Search the records for lines with the word "ParamType" and copy each match.

-*-

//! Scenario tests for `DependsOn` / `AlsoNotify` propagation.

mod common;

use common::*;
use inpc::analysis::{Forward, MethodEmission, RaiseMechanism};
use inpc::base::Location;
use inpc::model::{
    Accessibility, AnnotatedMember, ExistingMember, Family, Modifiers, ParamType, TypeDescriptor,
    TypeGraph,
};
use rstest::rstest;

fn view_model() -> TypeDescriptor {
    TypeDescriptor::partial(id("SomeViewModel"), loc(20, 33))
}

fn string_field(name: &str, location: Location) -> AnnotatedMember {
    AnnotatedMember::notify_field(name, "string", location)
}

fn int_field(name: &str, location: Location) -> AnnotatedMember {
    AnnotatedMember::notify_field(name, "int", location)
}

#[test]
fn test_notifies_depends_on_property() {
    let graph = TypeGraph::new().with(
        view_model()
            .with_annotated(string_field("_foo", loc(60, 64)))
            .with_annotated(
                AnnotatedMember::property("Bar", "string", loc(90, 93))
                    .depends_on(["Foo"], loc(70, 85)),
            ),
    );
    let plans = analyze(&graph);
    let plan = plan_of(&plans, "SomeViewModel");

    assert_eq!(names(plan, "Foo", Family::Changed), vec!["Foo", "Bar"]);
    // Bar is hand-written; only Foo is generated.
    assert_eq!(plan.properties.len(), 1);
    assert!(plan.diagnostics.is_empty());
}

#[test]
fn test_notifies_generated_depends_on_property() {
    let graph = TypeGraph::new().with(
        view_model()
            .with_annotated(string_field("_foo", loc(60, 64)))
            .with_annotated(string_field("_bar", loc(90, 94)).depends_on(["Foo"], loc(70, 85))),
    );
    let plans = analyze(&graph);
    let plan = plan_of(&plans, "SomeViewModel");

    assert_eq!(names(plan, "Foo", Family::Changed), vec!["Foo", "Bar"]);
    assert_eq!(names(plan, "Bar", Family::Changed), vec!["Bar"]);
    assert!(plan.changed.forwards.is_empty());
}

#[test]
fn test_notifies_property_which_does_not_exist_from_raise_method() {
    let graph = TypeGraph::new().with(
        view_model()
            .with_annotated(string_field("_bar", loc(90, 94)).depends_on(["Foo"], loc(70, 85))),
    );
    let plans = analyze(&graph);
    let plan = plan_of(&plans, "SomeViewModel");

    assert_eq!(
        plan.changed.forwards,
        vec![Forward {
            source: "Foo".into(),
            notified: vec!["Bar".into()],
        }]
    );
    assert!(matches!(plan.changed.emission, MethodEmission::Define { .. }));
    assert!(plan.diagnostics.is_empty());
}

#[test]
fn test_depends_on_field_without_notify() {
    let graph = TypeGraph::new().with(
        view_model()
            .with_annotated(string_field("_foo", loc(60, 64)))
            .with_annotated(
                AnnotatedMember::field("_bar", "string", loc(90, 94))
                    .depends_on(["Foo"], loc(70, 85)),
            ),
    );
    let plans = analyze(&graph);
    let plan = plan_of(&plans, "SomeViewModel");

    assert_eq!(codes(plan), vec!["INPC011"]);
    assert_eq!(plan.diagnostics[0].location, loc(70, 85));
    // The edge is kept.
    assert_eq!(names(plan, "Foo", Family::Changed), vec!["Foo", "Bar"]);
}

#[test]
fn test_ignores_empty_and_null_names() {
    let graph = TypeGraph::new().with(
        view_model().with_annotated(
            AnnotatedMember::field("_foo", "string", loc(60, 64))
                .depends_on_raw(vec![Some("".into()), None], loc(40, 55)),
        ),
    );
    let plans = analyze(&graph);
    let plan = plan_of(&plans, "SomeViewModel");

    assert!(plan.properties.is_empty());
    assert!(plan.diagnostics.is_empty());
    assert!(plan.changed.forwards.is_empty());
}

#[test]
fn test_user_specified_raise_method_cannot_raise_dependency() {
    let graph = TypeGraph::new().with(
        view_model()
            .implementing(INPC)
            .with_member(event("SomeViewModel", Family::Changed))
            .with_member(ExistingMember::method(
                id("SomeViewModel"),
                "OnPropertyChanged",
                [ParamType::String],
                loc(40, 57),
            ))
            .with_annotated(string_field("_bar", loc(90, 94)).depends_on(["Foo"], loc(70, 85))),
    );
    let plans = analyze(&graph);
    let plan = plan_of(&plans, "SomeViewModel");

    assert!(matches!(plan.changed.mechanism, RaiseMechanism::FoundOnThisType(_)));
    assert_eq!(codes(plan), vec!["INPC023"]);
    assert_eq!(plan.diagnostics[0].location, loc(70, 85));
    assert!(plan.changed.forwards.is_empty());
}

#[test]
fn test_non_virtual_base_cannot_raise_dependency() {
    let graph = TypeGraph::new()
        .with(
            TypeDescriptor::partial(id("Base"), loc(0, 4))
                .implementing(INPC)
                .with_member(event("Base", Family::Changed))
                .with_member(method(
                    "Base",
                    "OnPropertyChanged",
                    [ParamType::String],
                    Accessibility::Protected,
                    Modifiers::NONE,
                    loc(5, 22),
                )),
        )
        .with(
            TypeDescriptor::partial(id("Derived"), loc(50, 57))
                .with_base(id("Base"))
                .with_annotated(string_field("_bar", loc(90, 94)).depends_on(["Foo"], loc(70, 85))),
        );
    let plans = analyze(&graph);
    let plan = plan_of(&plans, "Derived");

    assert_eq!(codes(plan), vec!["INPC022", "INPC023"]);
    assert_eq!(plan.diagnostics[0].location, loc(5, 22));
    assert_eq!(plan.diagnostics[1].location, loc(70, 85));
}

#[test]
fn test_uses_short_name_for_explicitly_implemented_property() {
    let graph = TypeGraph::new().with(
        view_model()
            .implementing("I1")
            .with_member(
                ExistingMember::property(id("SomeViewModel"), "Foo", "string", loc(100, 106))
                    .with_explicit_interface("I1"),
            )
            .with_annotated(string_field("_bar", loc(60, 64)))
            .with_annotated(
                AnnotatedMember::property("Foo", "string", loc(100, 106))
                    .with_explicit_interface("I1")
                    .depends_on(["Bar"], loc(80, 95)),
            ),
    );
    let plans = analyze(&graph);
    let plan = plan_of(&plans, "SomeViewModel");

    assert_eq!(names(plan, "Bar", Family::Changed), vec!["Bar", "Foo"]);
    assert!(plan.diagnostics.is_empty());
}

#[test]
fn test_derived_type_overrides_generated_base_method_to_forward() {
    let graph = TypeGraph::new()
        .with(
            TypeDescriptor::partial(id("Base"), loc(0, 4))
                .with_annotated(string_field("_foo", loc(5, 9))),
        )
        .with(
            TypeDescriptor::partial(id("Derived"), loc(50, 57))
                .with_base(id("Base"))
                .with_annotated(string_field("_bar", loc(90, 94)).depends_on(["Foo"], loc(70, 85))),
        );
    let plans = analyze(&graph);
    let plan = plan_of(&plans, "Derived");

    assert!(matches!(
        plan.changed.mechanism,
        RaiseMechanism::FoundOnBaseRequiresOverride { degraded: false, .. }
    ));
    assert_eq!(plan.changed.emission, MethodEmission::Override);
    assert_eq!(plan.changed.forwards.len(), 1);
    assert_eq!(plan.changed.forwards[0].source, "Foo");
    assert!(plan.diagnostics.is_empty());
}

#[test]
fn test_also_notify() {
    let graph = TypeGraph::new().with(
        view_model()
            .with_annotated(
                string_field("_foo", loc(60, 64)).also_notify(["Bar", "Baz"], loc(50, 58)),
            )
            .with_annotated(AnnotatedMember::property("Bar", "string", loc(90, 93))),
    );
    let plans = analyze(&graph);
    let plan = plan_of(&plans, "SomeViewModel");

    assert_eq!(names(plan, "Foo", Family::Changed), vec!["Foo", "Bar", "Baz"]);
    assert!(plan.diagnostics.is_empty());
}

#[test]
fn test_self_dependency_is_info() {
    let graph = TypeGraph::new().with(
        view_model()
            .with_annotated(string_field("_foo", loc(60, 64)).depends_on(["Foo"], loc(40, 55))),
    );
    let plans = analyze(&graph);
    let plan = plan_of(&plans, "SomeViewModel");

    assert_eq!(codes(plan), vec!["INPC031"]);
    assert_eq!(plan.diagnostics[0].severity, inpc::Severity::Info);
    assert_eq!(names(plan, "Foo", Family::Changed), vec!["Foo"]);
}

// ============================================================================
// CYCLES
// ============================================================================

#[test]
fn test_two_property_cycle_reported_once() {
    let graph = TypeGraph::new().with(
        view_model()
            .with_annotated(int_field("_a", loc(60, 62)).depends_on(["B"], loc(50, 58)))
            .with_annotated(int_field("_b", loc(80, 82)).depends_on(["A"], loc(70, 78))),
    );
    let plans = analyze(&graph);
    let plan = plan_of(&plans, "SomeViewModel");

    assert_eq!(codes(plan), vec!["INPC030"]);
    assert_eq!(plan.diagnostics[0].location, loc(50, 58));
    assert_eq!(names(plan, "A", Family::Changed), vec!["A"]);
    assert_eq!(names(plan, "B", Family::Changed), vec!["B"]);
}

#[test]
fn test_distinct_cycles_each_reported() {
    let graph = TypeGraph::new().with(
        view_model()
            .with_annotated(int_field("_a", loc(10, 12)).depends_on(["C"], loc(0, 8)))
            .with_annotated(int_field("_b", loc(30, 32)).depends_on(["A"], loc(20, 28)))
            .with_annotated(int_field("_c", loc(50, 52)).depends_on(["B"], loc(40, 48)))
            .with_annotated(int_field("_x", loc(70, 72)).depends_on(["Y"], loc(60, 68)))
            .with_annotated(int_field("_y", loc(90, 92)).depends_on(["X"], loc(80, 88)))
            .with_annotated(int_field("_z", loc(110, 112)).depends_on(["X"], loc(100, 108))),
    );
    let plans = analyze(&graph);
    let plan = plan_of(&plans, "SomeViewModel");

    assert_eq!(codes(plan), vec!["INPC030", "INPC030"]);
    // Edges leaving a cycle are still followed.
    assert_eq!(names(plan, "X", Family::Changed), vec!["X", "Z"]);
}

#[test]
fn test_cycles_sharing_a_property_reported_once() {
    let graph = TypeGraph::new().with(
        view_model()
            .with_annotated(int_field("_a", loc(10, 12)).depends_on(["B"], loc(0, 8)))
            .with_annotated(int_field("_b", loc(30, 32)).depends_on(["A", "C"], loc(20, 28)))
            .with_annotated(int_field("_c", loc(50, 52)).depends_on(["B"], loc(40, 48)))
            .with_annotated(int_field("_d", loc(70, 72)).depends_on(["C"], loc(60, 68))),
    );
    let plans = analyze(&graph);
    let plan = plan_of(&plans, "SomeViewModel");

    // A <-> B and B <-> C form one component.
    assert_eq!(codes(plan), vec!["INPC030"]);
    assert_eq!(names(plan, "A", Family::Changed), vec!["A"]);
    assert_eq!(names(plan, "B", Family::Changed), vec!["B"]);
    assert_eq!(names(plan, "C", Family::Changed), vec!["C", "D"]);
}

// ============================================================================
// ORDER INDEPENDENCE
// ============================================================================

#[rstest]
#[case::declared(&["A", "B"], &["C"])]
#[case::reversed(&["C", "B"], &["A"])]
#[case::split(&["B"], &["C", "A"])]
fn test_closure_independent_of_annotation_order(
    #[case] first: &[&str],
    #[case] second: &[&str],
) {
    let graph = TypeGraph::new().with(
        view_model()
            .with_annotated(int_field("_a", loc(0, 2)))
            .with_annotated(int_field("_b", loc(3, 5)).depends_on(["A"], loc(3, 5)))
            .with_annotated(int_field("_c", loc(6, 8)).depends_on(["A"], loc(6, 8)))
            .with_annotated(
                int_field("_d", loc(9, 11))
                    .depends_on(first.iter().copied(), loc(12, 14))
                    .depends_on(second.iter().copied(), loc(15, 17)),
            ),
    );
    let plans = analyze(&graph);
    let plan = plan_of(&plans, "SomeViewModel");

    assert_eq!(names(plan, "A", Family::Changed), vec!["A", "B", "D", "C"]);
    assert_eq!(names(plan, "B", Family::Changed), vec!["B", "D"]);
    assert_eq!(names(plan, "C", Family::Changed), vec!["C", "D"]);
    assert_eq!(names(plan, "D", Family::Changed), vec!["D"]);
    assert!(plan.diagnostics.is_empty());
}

-*-

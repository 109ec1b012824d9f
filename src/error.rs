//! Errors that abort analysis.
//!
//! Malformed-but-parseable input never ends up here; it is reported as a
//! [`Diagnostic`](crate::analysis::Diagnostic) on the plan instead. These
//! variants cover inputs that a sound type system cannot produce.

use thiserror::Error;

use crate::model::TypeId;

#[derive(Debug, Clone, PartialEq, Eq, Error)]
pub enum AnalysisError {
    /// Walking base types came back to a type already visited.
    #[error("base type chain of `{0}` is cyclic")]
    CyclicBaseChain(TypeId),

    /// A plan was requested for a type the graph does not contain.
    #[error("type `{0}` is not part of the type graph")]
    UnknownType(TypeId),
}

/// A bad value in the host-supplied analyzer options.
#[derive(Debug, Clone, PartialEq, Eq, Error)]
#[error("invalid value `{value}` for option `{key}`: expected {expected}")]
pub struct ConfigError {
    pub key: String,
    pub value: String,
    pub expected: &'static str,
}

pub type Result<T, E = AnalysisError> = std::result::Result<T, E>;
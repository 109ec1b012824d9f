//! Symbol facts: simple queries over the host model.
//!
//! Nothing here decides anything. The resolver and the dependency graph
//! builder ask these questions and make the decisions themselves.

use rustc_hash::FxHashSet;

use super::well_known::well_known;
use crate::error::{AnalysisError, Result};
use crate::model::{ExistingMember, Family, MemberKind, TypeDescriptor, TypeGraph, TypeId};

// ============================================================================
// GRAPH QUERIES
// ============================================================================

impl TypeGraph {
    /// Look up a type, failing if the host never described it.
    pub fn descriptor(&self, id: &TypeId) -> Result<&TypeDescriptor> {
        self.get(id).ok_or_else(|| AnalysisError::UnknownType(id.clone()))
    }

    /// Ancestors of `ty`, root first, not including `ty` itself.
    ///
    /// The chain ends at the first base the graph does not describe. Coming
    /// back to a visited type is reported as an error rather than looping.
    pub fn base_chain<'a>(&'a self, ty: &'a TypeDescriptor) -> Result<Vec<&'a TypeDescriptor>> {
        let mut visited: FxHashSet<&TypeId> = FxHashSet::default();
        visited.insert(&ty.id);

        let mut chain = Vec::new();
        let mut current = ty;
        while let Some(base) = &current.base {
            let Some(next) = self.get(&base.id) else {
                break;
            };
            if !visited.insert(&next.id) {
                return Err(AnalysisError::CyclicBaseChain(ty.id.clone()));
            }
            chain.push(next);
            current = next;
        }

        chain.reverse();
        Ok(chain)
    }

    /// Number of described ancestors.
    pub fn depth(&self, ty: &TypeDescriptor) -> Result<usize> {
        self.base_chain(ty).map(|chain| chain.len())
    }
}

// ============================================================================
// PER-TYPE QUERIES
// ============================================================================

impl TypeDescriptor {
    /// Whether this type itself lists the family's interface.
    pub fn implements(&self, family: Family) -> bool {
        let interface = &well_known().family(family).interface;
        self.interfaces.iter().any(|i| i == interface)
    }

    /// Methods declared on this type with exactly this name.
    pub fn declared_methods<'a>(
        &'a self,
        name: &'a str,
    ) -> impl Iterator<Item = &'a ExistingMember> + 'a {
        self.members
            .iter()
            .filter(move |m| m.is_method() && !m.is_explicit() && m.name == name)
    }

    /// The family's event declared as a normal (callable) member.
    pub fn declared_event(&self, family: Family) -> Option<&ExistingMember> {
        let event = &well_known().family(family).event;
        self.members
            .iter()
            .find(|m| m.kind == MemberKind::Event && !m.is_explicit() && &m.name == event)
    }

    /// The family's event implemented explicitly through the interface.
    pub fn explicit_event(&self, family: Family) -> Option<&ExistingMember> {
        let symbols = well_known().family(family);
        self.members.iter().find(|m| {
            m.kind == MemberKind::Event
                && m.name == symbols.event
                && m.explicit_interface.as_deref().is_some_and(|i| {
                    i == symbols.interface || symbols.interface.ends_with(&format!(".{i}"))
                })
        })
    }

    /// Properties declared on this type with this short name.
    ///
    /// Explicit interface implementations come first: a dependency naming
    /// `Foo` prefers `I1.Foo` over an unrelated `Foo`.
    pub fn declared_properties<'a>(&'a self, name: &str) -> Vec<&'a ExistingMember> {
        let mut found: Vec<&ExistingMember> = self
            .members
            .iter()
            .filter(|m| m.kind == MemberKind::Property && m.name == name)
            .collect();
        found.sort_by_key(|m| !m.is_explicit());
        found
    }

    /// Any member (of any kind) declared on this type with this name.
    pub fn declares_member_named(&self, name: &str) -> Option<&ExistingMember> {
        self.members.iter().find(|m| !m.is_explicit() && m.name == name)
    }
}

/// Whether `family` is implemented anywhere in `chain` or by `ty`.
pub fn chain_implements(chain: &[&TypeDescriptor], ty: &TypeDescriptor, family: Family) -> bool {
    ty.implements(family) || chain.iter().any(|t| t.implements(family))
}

-*-

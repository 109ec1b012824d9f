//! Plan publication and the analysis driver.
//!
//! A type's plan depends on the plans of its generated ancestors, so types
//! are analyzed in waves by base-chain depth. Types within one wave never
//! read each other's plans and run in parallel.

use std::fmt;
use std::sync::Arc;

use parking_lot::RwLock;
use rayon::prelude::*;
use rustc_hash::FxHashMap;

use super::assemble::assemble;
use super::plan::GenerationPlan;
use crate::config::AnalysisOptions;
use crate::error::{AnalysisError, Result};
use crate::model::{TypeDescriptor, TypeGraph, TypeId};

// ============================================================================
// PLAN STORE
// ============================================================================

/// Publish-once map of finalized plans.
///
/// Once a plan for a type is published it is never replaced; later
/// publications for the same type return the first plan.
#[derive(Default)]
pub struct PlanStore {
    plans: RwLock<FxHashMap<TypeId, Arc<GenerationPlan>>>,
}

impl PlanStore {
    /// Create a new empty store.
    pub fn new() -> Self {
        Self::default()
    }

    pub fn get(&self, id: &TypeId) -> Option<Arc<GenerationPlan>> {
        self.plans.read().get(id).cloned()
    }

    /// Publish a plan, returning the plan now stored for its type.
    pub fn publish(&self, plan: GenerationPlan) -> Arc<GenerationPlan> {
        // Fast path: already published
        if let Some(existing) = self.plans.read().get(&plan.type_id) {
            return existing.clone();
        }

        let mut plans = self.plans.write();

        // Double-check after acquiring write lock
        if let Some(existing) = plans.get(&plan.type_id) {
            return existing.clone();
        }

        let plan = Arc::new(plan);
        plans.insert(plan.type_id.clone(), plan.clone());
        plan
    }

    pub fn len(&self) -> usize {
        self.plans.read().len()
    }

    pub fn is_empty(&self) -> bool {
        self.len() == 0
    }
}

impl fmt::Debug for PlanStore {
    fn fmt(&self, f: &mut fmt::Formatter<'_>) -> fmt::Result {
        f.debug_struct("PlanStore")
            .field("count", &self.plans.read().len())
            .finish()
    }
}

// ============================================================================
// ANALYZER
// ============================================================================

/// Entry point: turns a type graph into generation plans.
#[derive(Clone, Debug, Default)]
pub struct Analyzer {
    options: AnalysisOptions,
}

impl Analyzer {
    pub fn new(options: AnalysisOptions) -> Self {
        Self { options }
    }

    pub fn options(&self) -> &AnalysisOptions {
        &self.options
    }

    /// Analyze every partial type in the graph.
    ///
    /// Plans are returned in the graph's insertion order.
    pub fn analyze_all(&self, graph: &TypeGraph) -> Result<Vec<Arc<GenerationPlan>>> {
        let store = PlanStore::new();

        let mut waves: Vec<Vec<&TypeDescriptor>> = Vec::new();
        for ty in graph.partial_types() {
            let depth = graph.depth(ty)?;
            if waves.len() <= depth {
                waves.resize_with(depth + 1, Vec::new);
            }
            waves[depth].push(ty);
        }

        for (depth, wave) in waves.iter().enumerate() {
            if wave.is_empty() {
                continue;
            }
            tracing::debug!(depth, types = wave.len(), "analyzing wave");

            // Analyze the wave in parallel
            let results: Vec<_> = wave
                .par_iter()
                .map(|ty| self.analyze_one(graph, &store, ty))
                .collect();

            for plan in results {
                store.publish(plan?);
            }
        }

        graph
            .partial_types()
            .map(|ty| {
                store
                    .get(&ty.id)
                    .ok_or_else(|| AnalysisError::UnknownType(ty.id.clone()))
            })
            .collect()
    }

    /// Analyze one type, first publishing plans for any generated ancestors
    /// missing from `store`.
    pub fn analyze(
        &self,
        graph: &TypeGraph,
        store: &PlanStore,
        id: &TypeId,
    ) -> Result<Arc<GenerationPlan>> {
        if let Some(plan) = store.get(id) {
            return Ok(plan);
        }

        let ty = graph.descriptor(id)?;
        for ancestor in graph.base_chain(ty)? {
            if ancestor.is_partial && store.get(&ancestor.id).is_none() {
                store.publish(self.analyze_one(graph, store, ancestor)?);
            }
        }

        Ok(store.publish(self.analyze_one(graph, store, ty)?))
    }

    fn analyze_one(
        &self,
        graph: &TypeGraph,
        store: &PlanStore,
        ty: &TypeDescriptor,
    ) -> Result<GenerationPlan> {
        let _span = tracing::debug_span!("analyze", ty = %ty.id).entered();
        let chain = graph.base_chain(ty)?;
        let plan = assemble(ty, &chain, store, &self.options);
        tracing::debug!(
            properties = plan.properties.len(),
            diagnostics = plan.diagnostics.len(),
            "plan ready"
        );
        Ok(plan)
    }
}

-*-

→ **Problem solution**:
    Accessibility, AnnotatedMember, ExistingMember, Family, Modifiers, ParamType, TypeDescriptor,
                [ParamType::String],
                    [ParamType::String],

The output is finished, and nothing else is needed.